__Instructions for the task__
Reproduce all entries precisely, down to the last character.

◇ ◇ ◇ ◇

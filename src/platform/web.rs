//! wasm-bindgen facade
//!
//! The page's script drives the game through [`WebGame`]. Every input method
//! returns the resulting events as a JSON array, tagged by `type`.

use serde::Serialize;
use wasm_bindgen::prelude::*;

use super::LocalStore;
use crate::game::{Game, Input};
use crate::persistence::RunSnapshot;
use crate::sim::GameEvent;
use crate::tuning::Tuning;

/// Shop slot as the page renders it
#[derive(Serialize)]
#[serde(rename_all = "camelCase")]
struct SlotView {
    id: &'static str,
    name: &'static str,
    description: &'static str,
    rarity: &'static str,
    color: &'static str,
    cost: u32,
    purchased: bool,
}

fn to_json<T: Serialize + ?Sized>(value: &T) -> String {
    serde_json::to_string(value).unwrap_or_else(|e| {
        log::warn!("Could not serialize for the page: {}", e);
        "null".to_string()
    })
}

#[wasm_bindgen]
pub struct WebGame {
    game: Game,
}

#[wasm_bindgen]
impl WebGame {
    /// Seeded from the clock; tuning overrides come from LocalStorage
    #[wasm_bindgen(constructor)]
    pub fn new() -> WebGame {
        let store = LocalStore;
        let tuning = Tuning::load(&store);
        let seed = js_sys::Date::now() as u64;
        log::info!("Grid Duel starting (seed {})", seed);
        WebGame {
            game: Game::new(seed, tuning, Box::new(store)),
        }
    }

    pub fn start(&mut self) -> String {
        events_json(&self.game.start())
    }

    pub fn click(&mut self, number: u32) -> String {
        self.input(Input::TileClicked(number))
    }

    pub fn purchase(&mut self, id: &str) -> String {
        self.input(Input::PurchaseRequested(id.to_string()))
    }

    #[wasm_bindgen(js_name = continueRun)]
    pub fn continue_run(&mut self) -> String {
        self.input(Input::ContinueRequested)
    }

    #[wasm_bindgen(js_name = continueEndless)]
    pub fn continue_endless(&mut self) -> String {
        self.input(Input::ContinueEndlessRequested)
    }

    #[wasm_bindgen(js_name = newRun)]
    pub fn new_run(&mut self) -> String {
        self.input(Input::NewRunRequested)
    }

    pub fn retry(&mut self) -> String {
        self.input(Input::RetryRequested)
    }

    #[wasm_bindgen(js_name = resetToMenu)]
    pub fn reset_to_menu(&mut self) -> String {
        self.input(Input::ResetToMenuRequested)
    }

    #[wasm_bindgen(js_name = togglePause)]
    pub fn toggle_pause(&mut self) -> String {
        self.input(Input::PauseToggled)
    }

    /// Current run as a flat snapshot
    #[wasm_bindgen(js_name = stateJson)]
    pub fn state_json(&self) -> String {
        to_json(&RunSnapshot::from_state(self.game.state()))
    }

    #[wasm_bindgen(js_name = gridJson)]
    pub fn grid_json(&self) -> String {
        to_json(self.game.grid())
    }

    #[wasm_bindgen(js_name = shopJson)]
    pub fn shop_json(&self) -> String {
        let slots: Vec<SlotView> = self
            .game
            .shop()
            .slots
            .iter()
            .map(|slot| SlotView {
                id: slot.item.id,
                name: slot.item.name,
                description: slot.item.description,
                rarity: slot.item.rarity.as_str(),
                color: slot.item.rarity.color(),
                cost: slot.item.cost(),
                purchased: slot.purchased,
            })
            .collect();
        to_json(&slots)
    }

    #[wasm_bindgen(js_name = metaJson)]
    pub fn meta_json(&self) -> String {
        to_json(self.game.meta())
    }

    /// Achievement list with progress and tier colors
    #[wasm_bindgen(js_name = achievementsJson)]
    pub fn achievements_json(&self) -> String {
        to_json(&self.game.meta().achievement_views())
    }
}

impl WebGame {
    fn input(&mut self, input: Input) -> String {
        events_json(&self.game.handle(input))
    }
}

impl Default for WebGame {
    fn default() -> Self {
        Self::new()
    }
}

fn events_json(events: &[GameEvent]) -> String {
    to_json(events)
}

◇ ◇ ◇ ◇

__Solution for this task__
filename src/platform/web.rs
//! wasm-bindgen facade
//!
//! The page's script drives the game through [`WebGame`]. Every input method
//! returns the resulting events as a JSON array, tagged by `type`.

use serde::Serialize;
use wasm_bindgen::prelude::*;

use super::LocalStore;
use crate::game::{Game, Input};
use crate::persistence::RunSnapshot;
use crate::sim::GameEvent;
use crate::tuning::Tuning;

/// Shop slot as the page renders it
#[derive(Serialize)]
#[serde(rename_all = "camelCase")]
struct SlotView {
    id: &'static str,
    name: &'static str,
    description: &'static str,
    rarity: &'static str,
    color: &'static str,
    cost: u32,
    purchased: bool,
}

fn to_json<T: Serialize + ?Sized>(value: &T) -> String {
    serde_json::to_string(value).unwrap_or_else(|e| {
        log::warn!("Could not serialize for the page: {}", e);
        "null".to_string()
    })
}

#[wasm_bindgen]
pub struct WebGame {
    game: Game,
}

#[wasm_bindgen]
impl WebGame {
    /// Seeded from the clock; tuning overrides come from LocalStorage
    #[wasm_bindgen(constructor)]
    pub fn new() -> WebGame {
        let store = LocalStore;
        let tuning = Tuning::load(&store);
        let seed = js_sys::Date::now() as u64;
        log::info!("Grid Duel starting (seed {})", seed);
        WebGame {
            game: Game::new(seed, tuning, Box::new(store)),
        }
    }

    pub fn start(&mut self) -> String {
        events_json(&self.game.start())
    }

    pub fn click(&mut self, number: u32) -> String {
        self.input(Input::TileClicked(number))
    }

    pub fn purchase(&mut self, id: &str) -> String {
        self.input(Input::PurchaseRequested(id.to_string()))
    }

    #[wasm_bindgen(js_name = continueRun)]
    pub fn continue_run(&mut self) -> String {
        self.input(Input::ContinueRequested)
    }

    #[wasm_bindgen(js_name = continueEndless)]
    pub fn continue_endless(&mut self) -> String {
        self.input(Input::ContinueEndlessRequested)
    }

    #[wasm_bindgen(js_name = newRun)]
    pub fn new_run(&mut self) -> String {
        self.input(Input::NewRunRequested)
    }

    pub fn retry(&mut self) -> String {
        self.input(Input::RetryRequested)
    }

    #[wasm_bindgen(js_name = resetToMenu)]
    pub fn reset_to_menu(&mut self) -> String {
        self.input(Input::ResetToMenuRequested)
    }

    #[wasm_bindgen(js_name = togglePause)]
    pub fn toggle_pause(&mut self) -> String {
        self.input(Input::PauseToggled)
    }

    /// Current run as a flat snapshot
    #[wasm_bindgen(js_name = stateJson)]
    pub fn state_json(&self) -> String {
        to_json(&RunSnapshot::from_state(self.game.state()))
    }

    #[wasm_bindgen(js_name = gridJson)]
    pub fn grid_json(&self) -> String {
        to_json(self.game.grid())
    }

    #[wasm_bindgen(js_name = shopJson)]
    pub fn shop_json(&self) -> String {
        let slots: Vec<SlotView> = self
            .game
            .shop()
            .slots
            .iter()
            .map(|slot| SlotView {
                id: slot.item.id,
                name: slot.item.name,
                description: slot.item.description,
                rarity: slot.item.rarity.as_str(),
                color: slot.item.rarity.color(),
                cost: slot.item.cost(),
                purchased: slot.purchased,
            })
            .collect();
        to_json(&slots)
    }

    #[wasm_bindgen(js_name = metaJson)]
    pub fn meta_json(&self) -> String {
        to_json(self.game.meta())
    }

    /// Achievement list with progress and tier colors
    #[wasm_bindgen(js_name = achievementsJson)]
    pub fn achievements_json(&self) -> String {
        to_json(&self.game.meta().achievement_views())
    }
}

impl WebGame {
    fn input(&mut self, input: Input) -> String {
        events_json(&self.game.handle(input))
    }
}

impl Default for WebGame {
    fn default() -> Self {
        Self::new()
    }
}

fn events_json(events: &[GameEvent]) -> String {
    to_json(events)
}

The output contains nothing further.